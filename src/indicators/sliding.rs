//! 滑动波动率计算器
//!
//! 对单个指标的日序列，按每个短窗口 (默认 1/3/7/15/30 天) 与长基线 (默认 60 天)
//! 的标准差比值，给出方向、强度与定性级别。

use tracing::debug;

use crate::config::VolatilityConfig;
use crate::models::{Direction, VolatilityDescriptor, VolatilityLevel, VolatilityResult};
use crate::stats::{calculate_short_term_volatility_vs_long_term_baseline, mean};

/// 比值达到该值即视为满强度
const FULL_STRENGTH_RATIO: f64 = 2.0;

pub struct SlidingVolatilityCalculator<'a> {
    config: &'a VolatilityConfig,
}

impl<'a> SlidingVolatilityCalculator<'a> {
    /// 配置通常已由 `AnalyticsConfig::validate` 校验；未校验时，0 窗口与不小于基线的窗口按样本不足处理。
    pub fn new(config: &'a VolatilityConfig) -> Self {
        Self { config }
    }

    /// 每个请求窗口返回一个结果，顺序与配置一致。
    pub fn evaluate(&self, values: &[f64]) -> Vec<VolatilityResult> {
        // 非正值是上游的占位数据
        let valid: Vec<f64> = values.iter().copied().filter(|v| *v > 0.0).collect();

        if valid.len() < 2 {
            debug!(valid = valid.len(), "not enough positive samples, all windows neutral");
            return self
                .config
                .windows
                .iter()
                .map(|&window| VolatilityResult::InsufficientData { window })
                .collect();
        }

        self.config
            .windows
            .iter()
            .map(|&window| self.evaluate_window(&valid, window))
            .collect()
    }

    /// 输出边界：折叠为描述对象并统一四舍五入。
    pub fn calculate(&self, values: &[f64]) -> Vec<VolatilityDescriptor> {
        self.evaluate(values)
            .into_iter()
            .map(VolatilityResult::into_descriptor)
            .collect()
    }

    fn evaluate_window(&self, valid: &[f64], window: usize) -> VolatilityResult {
        let n = valid.len();
        let short = window.min(n);
        if short == 0 || short >= n {
            return VolatilityResult::InsufficientData { window };
        }
        let long = self.config.long_window.min(n);
        if long <= short {
            return VolatilityResult::InsufficientData { window };
        }

        // short < long 已在上面保证
        let last_ratio = calculate_short_term_volatility_vs_long_term_baseline(valid, short, long, true)
            .ok()
            .and_then(|ratios| ratios.last().copied().flatten());
        let ratio = match last_ratio {
            Some(r) => r,
            None => return VolatilityResult::FlatBaseline { window },
        };

        let short_mean = mean(&valid[n - short..]);
        let long_mean = mean(&valid[n - long..]);
        let direction = if short_mean >= long_mean { Direction::Up } else { Direction::Down };

        let strength = self.strength_from_ratio(ratio);
        let level = VolatilityLevel::from_strength(strength, &self.config.levels);

        debug!(window, short, long, ratio, strength, ?level, "sliding volatility");

        VolatilityResult::Computed(VolatilityDescriptor { window, direction, strength, level })
    }

    /// 比值映射到 0~100；落在平稳区间 (默认 0.8~1.2) 时再扣减固定强度。
    fn strength_from_ratio(&self, ratio: f64) -> f64 {
        let mut strength = if ratio <= 0.0 {
            0.0
        } else if ratio >= FULL_STRENGTH_RATIO {
            100.0
        } else {
            (ratio / FULL_STRENGTH_RATIO * 100.0).min(100.0)
        };

        if ratio >= self.config.calm_zone_low && ratio <= self.config.calm_zone_high {
            strength = (strength - self.config.calm_penalty).max(0.0);
        }

        strength.clamp(0.0, 100.0)
    }
}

EXERCISE DETAILS: From beginning to end, the data must be duplicated exactly.

OUTPUT FOR THIS EXERCISE:
filename src/indicators/sliding.rs
//! 滑动波动率计算器
//!
//! 对单个指标的日序列，按每个短窗口 (默认 1/3/7/15/30 天) 与长基线 (默认 60 天)
//! 的标准差比值，给出方向、强度与定性级别。

use tracing::debug;

use crate::config::VolatilityConfig;
use crate::models::{Direction, VolatilityDescriptor, VolatilityLevel, VolatilityResult};
use crate::stats::{calculate_short_term_volatility_vs_long_term_baseline, mean};

/// 比值达到该值即视为满强度
const FULL_STRENGTH_RATIO: f64 = 2.0;

pub struct SlidingVolatilityCalculator<'a> {
    config: &'a VolatilityConfig,
}

impl<'a> SlidingVolatilityCalculator<'a> {
    /// 配置通常已由 `AnalyticsConfig::validate` 校验；未校验时，0 窗口与不小于基线的窗口按样本不足处理。
    pub fn new(config: &'a VolatilityConfig) -> Self {
        Self { config }
    }

    /// 每个请求窗口返回一个结果，顺序与配置一致。
    pub fn evaluate(&self, values: &[f64]) -> Vec<VolatilityResult> {
        // 非正值是上游的占位数据
        let valid: Vec<f64> = values.iter().copied().filter(|v| *v > 0.0).collect();

        if valid.len() < 2 {
            debug!(valid = valid.len(), "not enough positive samples, all windows neutral");
            return self
                .config
                .windows
                .iter()
                .map(|&window| VolatilityResult::InsufficientData { window })
                .collect();
        }

        self.config
            .windows
            .iter()
            .map(|&window| self.evaluate_window(&valid, window))
            .collect()
    }

    /// 输出边界：折叠为描述对象并统一四舍五入。
    pub fn calculate(&self, values: &[f64]) -> Vec<VolatilityDescriptor> {
        self.evaluate(values)
            .into_iter()
            .map(VolatilityResult::into_descriptor)
            .collect()
    }

    fn evaluate_window(&self, valid: &[f64], window: usize) -> VolatilityResult {
        let n = valid.len();
        let short = window.min(n);
        if short == 0 || short >= n {
            return VolatilityResult::InsufficientData { window };
        }
        let long = self.config.long_window.min(n);
        if long <= short {
            return VolatilityResult::InsufficientData { window };
        }

        // short < long 已在上面保证
        let last_ratio = calculate_short_term_volatility_vs_long_term_baseline(valid, short, long, true)
            .ok()
            .and_then(|ratios| ratios.last().copied().flatten());
        let ratio = match last_ratio {
            Some(r) => r,
            None => return VolatilityResult::FlatBaseline { window },
        };

        let short_mean = mean(&valid[n - short..]);
        let long_mean = mean(&valid[n - long..]);
        let direction = if short_mean >= long_mean { Direction::Up } else { Direction::Down };

        let strength = self.strength_from_ratio(ratio);
        let level = VolatilityLevel::from_strength(strength, &self.config.levels);

        debug!(window, short, long, ratio, strength, ?level, "sliding volatility");

        VolatilityResult::Computed(VolatilityDescriptor { window, direction, strength, level })
    }

    /// 比值映射到 0~100；落在平稳区间 (默认 0.8~1.2) 时再扣减固定强度。
    fn strength_from_ratio(&self, ratio: f64) -> f64 {
        let mut strength = if ratio <= 0.0 {
            0.0
        } else if ratio >= FULL_STRENGTH_RATIO {
            100.0
        } else {
            (ratio / FULL_STRENGTH_RATIO * 100.0).min(100.0)
        };

        if ratio >= self.config.calm_zone_low && ratio <= self.config.calm_zone_high {
            strength = (strength - self.config.calm_penalty).max(0.0);
        }

        strength.clamp(0.0, 100.0)
    }
}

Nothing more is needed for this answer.